I am putting hardwood flooring in a Dining room, sunken living room. The dining room has 3 walls and joins the living room. the joists run the length of the rooms north to south. there is 1 step to the living room. 
If I start at the north wall in dining room and when I get to the step I will have to make a cut cutting the groove off how do I join the nosing? 
Or should I run the flooring north and south which is wrong ?
Or is there a nosing that comes with a groove side?
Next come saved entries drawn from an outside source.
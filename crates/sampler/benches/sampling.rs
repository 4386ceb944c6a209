//! Benchmarks for filtering and sampling
//!
//! Run with: cargo bench --package sampler
//!
//! Uses a synthetic table shaped like a real UMAP + DBSCAN export
//! (~40k rows, a few hundred clusters, a noise bucket).

use criterion::{black_box, criterion_group, criterion_main, Criterion};
use data_loader::{DataStore, EmbeddingRecord};
use pipeline::{FilterPipeline, Selection};
use rand::rngs::StdRng;
use rand::SeedableRng;
use sampler::{ClusterSampler, SimilarityRecommender};
use std::sync::Arc;

const GENRES: [&str; 5] = ["Drama", "Comedy", "Action", "Horror", "Documentary"];

fn synthetic_store() -> Arc<DataStore> {
    let embeddings = (0..40_000i64)
        .map(|id| EmbeddingRecord {
            entity_id: 100_000 + id,
            x: (id % 200) as f64 * 0.1,
            y: (id / 200) as f64 * 0.1,
            genre: Some(GENRES[(id % 5) as usize].to_string()),
            cluster: (id % 301) as i32 - 1,
        })
        .collect();
    Arc::new(DataStore::new(embeddings, Vec::new()))
}

fn bench_filter_and_sample(c: &mut Criterion) {
    let store = synthetic_store();
    let sampler = ClusterSampler::new();
    let pipeline = FilterPipeline::for_selection(&Selection::genre("Drama"), &Selection::All);
    let mut rng = StdRng::seed_from_u64(1);

    c.bench_function("filter_and_sample_clusters", |b| {
        b.iter(|| {
            let filtered = pipeline.apply_to(black_box(store.embeddings())).unwrap();
            let samples = sampler.sample_all(&filtered, &mut rng);
            black_box(samples)
        })
    });
}

fn bench_recommend(c: &mut Criterion) {
    let store = synthetic_store();
    let recommender = SimilarityRecommender::new(store.clone());
    let mut rng = StdRng::seed_from_u64(2);

    c.bench_function("recommend_same_cluster", |b| {
        b.iter(|| {
            let rec = recommender.recommend(black_box(100_123), &mut rng).unwrap();
            black_box(rec)
        })
    });
}

criterion_group!(benches, bench_filter_and_sample, bench_recommend);
criterion_main!(benches);
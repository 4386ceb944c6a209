//! Selector options offered to the user.
//!
//! Options are always derived from the UNFILTERED table, so picking a
//! genre never shrinks the cluster list and vice versa.

use crate::selection::ALL_LABEL;
use data_loader::{ClusterLabel, EmbeddingRecord, EntityId};
use serde::Serialize;
use std::collections::{BTreeSet, HashSet};

/// Values for the genre, cluster and movie selectors
#[derive(Debug, Clone, PartialEq, Serialize)]
pub struct SelectorOptions {
    /// Sorted distinct non-missing genres
    pub genres: Vec<String>,
    /// Sorted distinct cluster labels
    pub clusters: Vec<ClusterLabel>,
    /// Distinct entity ids in first-appearance order
    pub entity_ids: Vec<EntityId>,
}

impl SelectorOptions {
    pub fn from_records(table: &[EmbeddingRecord]) -> Self {
        let genres: BTreeSet<&str> = table
            .iter()
            .filter_map(|record| record.genre.as_deref())
            .collect();
        let clusters: BTreeSet<ClusterLabel> = table.iter().map(|record| record.cluster).collect();

        let mut seen = HashSet::new();
        let entity_ids = table
            .iter()
            .map(|record| record.entity_id)
            .filter(|id| seen.insert(*id))
            .collect();

        Self {
            genres: genres.into_iter().map(str::to_string).collect(),
            clusters: clusters.into_iter().collect(),
            entity_ids,
        }
    }

    /// Genre selector entries: "All" followed by the genres
    pub fn genre_labels(&self) -> Vec<String> {
        std::iter::once(ALL_LABEL.to_string())
            .chain(self.genres.iter().cloned())
            .collect()
    }

    /// Cluster selector entries: "All" followed by the labels as text
    pub fn cluster_labels(&self) -> Vec<String> {
        std::iter::once(ALL_LABEL.to_string())
            .chain(self.clusters.iter().map(|c| c.to_string()))
            .collect()
    }
}
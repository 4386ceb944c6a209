use data_loader::{DataPaths, DataStore};
use std::time::Instant;

fn main() {
    let paths = DataPaths::in_dir(std::env::args().nth(1).unwrap_or_else(|| ".".to_string()));

    println!("Loading explorer dataset...\n");

    let start = Instant::now();
    let store = DataStore::load_from_files(&paths)
        .expect("Failed to load dataset");
    let elapsed = start.elapsed();

    let (embeddings, metadata) = store.counts();

    println!("\n=== Load Complete ===");
    println!("Time taken: {:?}", elapsed);
    println!("Embedding rows: {}", embeddings);
    println!("Metadata rows: {}", metadata);
    println!("\nPerformance: {:.0} rows/second",
             (embeddings + metadata) as f64 / elapsed.as_secs_f64());
}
Any help will be greatly appreciated

Thanks Brent


----------



## basledder (Dec 8, 2007)

*OOOPs*

Sorry about that last one


----------



## JazMan (Feb 17, 2007)

You're excused...?

I thought all nosing came with a groove on the field side?

Jaz


----------



## handy man88 (Jan 23, 2007)

bhyatt said:


> I understand that there is an item called "spline" to do this proceedure. Where can I buy this? I have read where it can be made but I don't want to try to cut this on my own..afraid I'll cut it crooked!:laughing:


A few years ago when I put in hardwood, I couldn't find it in any of the big box stores like Home Depot, so I went back to my hardwood floor supplier, Lumber Liquidators, and picked up a piece.

Something as small as this would be dangerous to make on a table saw.


----------



## Zero Punch (Nov 15, 2005)

*"*Something as small as this would be dangerous to make on a table saw."

No more dangerous than any other cut.


----------



## libby (Feb 5, 2008)

*The perfect spline solution*

Hi- we are putting down 2 1/4" solid oak Bruce hardwood floors and need to reverse the direction of the wood in one room- we looked all over the place for a suitable spline- the grove in the wood is just about 1/4". At our nearby Home Depot, they don't carry splines and we tried to get creative with a solution. But we found the most perfect spline at Michael's craft store. They have a dowel section and there for $1.09 a piece, we found rectangularly shaped dowels measuring 1/8" high X 3/8" wide X 2' long made of basswood. If you stack two of these strips on top of each other, you get a piece that is 1/4" high, 3/8" wide X 2' long. It fits like a glove- I don't think we could have found a better, cheaper solution!:thumbup:


----------